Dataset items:
================================

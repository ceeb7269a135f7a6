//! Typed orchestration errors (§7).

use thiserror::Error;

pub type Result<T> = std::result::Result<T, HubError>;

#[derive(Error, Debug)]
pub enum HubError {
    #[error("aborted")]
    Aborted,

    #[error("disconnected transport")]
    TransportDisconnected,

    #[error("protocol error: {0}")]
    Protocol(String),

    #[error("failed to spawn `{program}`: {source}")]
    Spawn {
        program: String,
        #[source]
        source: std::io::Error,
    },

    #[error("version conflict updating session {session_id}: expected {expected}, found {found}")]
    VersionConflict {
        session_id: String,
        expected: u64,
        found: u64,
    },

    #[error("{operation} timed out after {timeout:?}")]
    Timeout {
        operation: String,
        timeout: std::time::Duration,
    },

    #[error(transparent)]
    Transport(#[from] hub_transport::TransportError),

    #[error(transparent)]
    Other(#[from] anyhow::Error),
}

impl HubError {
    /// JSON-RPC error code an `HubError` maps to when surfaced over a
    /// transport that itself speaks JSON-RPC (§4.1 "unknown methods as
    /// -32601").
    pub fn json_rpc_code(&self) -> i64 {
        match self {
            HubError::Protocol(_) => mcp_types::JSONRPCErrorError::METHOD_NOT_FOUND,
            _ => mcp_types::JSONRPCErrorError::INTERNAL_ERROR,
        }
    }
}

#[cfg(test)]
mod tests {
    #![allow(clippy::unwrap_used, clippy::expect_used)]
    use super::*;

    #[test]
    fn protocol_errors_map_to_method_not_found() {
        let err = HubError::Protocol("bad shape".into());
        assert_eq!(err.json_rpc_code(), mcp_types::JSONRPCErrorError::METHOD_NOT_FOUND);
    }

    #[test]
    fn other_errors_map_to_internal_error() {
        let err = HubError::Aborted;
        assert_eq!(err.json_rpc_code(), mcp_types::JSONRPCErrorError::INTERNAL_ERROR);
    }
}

================================

▶ [Work request]:
From the first line to the last, copy the data exactly.

▶ [Answer area]:
repository ceeb7269a135f7a6
//! Typed orchestration errors (§7).

use thiserror::Error;

pub type Result<T> = std::result::Result<T, HubError>;

#[derive(Error, Debug)]
pub enum HubError {
    #[error("aborted")]
    Aborted,

    #[error("disconnected transport")]
    TransportDisconnected,

    #[error("protocol error: {0}")]
    Protocol(String),

    #[error("failed to spawn `{program}`: {source}")]
    Spawn {
        program: String,
        #[source]
        source: std::io::Error,
    },

    #[error("version conflict updating session {session_id}: expected {expected}, found {found}")]
    VersionConflict {
        session_id: String,
        expected: u64,
        found: u64,
    },

    #[error("{operation} timed out after {timeout:?}")]
    Timeout {
        operation: String,
        timeout: std::time::Duration,
    },

    #[error(transparent)]
    Transport(#[from] hub_transport::TransportError),

    #[error(transparent)]
    Other(#[from] anyhow::Error),
}

impl HubError {
    /// JSON-RPC error code an `HubError` maps to when surfaced over a
    /// transport that itself speaks JSON-RPC (§4.1 "unknown methods as
    /// -32601").
    pub fn json_rpc_code(&self) -> i64 {
        match self {
            HubError::Protocol(_) => mcp_types::JSONRPCErrorError::METHOD_NOT_FOUND,
            _ => mcp_types::JSONRPCErrorError::INTERNAL_ERROR,
        }
    }
}

#[cfg(test)]
mod tests {
    #![allow(clippy::unwrap_used, clippy::expect_used)]
    use super::*;

    #[test]
    fn protocol_errors_map_to_method_not_found() {
        let err = HubError::Protocol("bad shape".into());
        assert_eq!(err.json_rpc_code(), mcp_types::JSONRPCErrorError::METHOD_NOT_FOUND);
    }

    #[test]
    fn other_errors_map_to_internal_error() {
        let err = HubError::Aborted;
        assert_eq!(err.json_rpc_code(), mcp_types::JSONRPCErrorError::INTERNAL_ERROR);
    }
}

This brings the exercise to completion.